◆ **TASK BRIEF**: As the answer, set down the lines below from the one containing "filename src/ledger/crowns.rs" through the one containing "legal source exists.", exactly and inclusively, and no others.
:: DATA FOR THIS TASK ::
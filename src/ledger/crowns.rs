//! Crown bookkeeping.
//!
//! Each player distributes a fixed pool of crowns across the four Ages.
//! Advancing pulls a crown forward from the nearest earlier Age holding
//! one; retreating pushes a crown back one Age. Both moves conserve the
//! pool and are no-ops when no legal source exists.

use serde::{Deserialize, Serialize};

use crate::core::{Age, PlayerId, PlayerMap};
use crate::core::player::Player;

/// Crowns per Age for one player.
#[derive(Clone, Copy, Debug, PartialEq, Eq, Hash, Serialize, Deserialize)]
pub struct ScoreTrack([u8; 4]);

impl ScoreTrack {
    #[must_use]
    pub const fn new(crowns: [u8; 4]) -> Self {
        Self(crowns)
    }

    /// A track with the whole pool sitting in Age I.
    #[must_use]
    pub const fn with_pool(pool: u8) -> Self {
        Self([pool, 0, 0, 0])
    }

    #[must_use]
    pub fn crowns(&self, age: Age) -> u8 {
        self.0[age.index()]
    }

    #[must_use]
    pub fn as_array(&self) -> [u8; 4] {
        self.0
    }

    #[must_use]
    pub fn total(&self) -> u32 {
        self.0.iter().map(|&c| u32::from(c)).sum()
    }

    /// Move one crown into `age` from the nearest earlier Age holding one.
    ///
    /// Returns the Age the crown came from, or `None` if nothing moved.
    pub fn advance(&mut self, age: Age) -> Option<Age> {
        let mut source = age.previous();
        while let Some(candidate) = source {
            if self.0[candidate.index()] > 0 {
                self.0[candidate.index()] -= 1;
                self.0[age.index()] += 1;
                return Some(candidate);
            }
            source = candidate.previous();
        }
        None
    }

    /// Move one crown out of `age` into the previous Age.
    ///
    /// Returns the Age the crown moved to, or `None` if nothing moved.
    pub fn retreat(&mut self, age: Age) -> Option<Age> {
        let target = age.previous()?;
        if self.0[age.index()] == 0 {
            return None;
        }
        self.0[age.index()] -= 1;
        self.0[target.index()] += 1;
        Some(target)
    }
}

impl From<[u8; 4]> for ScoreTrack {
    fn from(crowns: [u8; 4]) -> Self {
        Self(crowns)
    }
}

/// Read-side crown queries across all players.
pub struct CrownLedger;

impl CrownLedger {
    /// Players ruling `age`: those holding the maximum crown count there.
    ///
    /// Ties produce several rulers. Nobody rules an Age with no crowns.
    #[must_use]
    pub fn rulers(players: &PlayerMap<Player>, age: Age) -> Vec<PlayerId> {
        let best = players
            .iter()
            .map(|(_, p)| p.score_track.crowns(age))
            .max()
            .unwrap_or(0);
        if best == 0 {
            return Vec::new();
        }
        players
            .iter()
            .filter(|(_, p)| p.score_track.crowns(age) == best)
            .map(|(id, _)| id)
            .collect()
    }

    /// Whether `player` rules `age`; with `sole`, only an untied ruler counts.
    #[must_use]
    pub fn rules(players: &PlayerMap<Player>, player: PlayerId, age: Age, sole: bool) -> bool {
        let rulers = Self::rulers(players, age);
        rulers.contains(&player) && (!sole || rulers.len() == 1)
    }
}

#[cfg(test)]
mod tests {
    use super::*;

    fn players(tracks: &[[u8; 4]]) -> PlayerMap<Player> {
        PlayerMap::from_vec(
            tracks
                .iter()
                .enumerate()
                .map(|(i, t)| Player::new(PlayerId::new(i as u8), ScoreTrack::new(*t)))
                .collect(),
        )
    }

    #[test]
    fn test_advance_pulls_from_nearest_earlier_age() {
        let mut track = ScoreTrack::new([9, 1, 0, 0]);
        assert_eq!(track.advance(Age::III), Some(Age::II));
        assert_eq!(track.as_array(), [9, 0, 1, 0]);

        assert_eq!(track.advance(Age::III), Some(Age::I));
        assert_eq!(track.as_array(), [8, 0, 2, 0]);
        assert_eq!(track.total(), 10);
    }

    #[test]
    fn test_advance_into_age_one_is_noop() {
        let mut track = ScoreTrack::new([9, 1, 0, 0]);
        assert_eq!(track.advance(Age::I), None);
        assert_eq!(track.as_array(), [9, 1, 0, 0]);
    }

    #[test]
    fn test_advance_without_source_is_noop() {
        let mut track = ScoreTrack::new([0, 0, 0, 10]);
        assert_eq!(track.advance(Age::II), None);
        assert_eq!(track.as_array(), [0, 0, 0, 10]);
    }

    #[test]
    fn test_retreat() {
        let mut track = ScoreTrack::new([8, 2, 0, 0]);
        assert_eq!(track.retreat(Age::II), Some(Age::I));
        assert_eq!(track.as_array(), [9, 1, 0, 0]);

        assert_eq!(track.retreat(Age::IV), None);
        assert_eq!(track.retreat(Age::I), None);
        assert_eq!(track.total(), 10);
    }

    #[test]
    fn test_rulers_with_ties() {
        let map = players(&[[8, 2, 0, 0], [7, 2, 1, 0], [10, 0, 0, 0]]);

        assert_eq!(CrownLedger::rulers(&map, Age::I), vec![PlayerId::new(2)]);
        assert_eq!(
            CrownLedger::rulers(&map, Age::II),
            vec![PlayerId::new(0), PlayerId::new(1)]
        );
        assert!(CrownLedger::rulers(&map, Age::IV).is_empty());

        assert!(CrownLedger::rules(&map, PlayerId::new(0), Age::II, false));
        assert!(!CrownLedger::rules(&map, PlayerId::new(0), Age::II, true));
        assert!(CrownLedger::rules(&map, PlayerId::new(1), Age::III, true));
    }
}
:::
:: DATA FOR THIS TASK ::
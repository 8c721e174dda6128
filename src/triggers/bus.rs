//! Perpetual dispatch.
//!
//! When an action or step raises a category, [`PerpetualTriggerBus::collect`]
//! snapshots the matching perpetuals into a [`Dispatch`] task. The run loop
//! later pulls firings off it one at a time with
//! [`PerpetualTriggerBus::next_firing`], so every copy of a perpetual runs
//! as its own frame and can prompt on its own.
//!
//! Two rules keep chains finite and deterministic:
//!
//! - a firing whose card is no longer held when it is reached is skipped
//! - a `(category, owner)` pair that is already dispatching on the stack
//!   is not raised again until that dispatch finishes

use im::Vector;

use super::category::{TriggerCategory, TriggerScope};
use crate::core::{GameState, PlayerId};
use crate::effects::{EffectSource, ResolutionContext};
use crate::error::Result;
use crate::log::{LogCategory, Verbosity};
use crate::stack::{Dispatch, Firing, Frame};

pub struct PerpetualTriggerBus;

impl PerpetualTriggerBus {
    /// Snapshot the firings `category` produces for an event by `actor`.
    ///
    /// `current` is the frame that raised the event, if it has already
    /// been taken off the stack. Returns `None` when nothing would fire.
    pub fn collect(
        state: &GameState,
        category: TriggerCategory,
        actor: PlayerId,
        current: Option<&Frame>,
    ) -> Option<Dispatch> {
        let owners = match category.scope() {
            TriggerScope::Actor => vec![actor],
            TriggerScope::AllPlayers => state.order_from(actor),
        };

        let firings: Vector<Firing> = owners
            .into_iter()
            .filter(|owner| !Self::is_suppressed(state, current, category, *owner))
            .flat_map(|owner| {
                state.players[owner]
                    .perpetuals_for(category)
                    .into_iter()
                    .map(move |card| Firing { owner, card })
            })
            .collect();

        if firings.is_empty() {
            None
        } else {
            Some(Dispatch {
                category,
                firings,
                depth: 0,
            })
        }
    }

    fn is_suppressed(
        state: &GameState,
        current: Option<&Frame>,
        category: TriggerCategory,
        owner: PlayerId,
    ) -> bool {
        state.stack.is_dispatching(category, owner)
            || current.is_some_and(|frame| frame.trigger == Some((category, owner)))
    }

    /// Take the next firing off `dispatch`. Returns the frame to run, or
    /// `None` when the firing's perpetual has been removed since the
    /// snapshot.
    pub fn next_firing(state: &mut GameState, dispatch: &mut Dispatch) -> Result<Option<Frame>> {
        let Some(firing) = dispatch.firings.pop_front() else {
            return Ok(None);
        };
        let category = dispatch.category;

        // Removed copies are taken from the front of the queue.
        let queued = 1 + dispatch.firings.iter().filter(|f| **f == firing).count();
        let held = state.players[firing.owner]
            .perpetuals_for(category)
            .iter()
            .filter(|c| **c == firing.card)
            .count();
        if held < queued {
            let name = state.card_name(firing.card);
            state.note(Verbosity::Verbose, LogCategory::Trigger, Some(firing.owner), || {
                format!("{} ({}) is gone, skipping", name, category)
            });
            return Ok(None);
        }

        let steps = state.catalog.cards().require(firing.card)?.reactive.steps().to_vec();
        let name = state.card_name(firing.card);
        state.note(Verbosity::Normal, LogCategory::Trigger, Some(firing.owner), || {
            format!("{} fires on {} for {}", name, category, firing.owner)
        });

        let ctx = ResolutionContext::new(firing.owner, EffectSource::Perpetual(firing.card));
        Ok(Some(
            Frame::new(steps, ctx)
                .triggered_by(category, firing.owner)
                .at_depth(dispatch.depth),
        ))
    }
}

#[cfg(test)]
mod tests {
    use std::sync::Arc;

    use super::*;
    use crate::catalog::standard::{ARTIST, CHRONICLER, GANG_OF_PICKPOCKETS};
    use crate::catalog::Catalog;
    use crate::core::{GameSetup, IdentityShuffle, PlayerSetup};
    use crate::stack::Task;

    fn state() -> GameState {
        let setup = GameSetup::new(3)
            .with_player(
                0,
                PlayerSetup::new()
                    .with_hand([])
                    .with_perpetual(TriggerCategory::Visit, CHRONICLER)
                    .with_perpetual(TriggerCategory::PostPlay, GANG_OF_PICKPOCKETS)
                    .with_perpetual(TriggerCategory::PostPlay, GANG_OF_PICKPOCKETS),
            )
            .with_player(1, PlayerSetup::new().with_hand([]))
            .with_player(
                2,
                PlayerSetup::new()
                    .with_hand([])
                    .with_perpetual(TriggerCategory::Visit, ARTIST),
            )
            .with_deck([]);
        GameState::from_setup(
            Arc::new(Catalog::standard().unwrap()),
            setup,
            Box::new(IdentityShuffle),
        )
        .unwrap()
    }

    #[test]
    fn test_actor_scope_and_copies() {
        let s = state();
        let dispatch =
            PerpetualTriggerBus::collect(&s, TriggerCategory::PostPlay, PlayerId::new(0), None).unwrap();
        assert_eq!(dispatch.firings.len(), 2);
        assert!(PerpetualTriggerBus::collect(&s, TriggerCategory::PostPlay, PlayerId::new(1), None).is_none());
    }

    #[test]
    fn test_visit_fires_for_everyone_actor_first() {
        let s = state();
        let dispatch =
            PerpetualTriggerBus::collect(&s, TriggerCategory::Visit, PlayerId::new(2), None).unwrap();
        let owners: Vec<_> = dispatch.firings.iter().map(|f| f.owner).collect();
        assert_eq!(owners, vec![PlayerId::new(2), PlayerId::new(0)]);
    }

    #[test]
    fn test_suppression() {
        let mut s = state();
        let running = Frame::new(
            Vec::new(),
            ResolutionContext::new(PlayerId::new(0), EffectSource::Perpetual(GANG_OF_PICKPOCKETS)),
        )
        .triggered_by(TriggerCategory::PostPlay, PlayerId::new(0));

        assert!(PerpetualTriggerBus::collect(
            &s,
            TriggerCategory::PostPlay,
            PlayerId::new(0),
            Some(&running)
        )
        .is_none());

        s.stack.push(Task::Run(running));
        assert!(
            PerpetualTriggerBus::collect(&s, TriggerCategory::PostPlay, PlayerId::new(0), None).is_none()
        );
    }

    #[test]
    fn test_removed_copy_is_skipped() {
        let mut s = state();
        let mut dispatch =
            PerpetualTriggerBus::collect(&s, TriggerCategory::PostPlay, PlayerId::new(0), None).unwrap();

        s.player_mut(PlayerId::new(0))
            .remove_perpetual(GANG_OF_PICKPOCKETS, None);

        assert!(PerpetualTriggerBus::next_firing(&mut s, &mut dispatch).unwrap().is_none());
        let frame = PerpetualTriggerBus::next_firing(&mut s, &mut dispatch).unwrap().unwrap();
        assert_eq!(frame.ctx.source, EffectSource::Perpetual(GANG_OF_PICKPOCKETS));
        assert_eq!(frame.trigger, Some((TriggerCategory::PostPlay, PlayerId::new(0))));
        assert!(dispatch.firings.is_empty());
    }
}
:::
◆ **OUTPUT**:
filename src/ledger/crowns.rs
//! Crown bookkeeping.
//!
//! Each player distributes a fixed pool of crowns across the four Ages.
//! Advancing pulls a crown forward from the nearest earlier Age holding
//! one; retreating pushes a crown back one Age. Both moves conserve the
//! pool and are no-ops when no legal source exists.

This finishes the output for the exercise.